Prompt >> The lines from the start of the records through the one containing "use std::num::NonZeroUsize;" are to be transcribed exactly, and nothing else.

Stored data:
--------

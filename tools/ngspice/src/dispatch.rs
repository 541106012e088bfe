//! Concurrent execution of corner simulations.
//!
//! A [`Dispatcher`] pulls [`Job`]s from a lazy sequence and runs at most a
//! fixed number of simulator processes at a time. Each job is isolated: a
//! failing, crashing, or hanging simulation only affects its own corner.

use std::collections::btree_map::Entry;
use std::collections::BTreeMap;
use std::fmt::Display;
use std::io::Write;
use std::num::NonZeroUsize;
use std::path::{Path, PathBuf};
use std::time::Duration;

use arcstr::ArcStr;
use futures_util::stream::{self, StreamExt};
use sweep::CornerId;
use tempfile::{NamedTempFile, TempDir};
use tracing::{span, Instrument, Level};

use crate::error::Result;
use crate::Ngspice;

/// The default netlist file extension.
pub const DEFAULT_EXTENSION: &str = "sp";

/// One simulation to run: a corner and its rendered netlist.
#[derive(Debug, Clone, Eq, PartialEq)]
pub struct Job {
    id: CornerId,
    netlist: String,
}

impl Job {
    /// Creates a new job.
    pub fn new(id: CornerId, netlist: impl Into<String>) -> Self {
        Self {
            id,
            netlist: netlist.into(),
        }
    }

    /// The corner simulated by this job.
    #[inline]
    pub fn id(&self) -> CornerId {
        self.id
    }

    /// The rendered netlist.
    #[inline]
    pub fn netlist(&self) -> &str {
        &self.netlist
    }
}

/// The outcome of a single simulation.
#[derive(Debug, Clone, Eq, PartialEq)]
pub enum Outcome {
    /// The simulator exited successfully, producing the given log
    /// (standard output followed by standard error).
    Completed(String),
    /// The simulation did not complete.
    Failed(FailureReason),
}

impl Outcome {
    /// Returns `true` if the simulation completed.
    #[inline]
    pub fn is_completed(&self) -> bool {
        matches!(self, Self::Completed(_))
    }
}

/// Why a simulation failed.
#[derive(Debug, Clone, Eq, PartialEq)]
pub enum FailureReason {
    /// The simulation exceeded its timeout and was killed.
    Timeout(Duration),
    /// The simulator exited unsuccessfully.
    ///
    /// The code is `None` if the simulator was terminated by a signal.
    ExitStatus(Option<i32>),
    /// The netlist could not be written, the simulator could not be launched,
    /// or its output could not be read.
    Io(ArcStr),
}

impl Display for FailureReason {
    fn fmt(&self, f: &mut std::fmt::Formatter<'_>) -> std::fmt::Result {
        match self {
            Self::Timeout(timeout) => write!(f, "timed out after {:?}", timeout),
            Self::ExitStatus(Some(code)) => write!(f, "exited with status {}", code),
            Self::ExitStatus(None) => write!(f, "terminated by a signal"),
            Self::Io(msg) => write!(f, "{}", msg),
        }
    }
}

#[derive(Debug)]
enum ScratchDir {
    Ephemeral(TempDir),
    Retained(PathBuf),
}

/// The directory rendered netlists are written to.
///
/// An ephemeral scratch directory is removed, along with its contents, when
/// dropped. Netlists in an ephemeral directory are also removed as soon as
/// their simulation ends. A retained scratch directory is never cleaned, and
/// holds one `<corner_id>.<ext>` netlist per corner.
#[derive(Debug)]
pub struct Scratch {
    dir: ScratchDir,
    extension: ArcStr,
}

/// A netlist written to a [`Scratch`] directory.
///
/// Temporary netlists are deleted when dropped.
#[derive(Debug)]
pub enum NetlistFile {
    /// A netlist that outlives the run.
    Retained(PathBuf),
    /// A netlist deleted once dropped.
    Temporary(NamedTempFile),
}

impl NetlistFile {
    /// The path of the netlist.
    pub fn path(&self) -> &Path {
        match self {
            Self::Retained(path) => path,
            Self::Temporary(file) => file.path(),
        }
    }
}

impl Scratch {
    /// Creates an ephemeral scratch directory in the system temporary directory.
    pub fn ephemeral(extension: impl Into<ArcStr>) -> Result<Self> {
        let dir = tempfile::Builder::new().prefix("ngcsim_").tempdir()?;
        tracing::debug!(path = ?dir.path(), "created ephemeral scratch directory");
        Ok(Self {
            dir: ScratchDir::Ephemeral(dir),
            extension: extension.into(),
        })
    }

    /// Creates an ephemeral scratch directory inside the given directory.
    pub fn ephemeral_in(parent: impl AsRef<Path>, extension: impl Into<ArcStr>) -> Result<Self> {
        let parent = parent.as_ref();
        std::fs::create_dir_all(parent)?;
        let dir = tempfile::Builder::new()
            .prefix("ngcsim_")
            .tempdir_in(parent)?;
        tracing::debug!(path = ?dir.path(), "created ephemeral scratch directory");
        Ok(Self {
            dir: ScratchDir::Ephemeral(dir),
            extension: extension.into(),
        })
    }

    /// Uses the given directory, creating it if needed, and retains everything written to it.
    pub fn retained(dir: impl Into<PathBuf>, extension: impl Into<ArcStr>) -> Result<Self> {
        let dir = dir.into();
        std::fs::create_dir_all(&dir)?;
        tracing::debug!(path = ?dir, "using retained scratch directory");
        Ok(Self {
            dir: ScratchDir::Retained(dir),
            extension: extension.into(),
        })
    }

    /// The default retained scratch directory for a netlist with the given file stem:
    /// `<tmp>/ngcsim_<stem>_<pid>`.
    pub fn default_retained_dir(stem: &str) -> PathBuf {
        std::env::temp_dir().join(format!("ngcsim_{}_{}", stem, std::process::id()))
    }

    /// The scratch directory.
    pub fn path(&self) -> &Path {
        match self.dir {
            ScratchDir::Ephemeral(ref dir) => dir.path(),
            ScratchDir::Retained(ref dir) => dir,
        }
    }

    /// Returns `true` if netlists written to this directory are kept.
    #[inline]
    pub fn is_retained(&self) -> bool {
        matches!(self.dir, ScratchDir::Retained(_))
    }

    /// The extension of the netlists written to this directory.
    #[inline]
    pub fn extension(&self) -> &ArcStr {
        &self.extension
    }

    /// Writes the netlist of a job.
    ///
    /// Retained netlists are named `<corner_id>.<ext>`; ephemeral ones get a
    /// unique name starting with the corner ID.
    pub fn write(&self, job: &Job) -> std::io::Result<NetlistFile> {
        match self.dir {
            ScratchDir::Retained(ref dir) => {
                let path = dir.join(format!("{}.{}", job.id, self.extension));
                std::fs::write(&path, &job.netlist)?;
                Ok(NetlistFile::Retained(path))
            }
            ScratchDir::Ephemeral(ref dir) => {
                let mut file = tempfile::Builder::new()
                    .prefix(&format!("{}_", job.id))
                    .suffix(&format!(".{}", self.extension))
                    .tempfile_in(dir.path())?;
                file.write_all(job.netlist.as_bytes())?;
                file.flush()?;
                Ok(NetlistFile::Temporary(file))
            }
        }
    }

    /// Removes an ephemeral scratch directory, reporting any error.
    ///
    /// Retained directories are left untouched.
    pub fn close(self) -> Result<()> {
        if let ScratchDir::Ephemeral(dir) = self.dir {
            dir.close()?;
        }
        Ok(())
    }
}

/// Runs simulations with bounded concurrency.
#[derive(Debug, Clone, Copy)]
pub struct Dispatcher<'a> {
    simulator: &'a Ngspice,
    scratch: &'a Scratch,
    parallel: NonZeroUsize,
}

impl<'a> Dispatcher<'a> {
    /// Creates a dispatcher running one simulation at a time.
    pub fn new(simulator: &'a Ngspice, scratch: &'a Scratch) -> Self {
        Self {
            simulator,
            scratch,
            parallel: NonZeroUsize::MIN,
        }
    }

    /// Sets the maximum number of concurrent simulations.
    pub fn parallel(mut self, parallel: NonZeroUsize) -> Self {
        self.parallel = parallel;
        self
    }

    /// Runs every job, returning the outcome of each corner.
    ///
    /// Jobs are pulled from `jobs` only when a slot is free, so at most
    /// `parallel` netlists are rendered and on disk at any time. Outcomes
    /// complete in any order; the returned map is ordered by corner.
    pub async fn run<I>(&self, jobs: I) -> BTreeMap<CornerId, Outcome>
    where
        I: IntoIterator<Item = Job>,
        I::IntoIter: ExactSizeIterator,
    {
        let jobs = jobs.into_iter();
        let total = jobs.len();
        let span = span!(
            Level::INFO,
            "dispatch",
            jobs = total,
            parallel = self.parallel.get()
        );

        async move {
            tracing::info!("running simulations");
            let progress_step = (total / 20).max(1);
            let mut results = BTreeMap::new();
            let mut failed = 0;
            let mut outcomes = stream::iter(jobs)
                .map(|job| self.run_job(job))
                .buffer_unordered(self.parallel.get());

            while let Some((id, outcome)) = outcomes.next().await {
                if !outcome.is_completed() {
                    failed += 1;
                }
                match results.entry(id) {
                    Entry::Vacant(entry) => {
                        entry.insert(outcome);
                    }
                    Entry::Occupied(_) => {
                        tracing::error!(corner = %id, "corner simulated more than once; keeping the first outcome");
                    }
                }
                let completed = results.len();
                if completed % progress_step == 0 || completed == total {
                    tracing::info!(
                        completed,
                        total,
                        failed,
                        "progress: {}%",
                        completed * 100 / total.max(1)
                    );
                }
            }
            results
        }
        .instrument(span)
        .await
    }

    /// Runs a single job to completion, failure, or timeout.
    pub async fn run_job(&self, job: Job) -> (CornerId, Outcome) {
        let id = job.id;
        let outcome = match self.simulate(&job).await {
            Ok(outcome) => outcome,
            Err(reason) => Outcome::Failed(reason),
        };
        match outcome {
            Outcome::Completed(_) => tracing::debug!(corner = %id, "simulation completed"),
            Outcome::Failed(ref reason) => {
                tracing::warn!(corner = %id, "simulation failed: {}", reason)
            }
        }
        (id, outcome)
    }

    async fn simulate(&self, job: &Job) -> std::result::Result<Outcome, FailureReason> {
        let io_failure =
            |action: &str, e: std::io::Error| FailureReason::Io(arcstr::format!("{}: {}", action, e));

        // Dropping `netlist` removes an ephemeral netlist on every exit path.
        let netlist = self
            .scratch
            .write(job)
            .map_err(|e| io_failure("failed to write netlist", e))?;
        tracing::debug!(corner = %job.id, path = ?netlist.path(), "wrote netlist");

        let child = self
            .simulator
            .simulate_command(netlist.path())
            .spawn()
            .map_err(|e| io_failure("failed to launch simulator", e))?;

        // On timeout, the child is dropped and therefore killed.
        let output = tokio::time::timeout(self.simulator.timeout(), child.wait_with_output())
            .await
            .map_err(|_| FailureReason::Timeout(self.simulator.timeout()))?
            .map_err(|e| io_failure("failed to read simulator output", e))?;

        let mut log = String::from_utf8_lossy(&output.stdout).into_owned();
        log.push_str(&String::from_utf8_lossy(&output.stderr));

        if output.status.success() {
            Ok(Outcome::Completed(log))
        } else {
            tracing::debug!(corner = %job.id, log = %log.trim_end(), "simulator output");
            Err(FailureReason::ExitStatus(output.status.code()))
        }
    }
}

--------

Response for this exercise >>
filename tools/ngspice/src/dispatch.rs
repository 541106012e088bfe
//! Concurrent execution of corner simulations.
//!
//! A [`Dispatcher`] pulls [`Job`]s from a lazy sequence and runs at most a
//! fixed number of simulator processes at a time. Each job is isolated: a
//! failing, crashing, or hanging simulation only affects its own corner.

use std::collections::btree_map::Entry;
use std::collections::BTreeMap;
use std::fmt::Display;
use std::io::Write;
use std::num::NonZeroUsize;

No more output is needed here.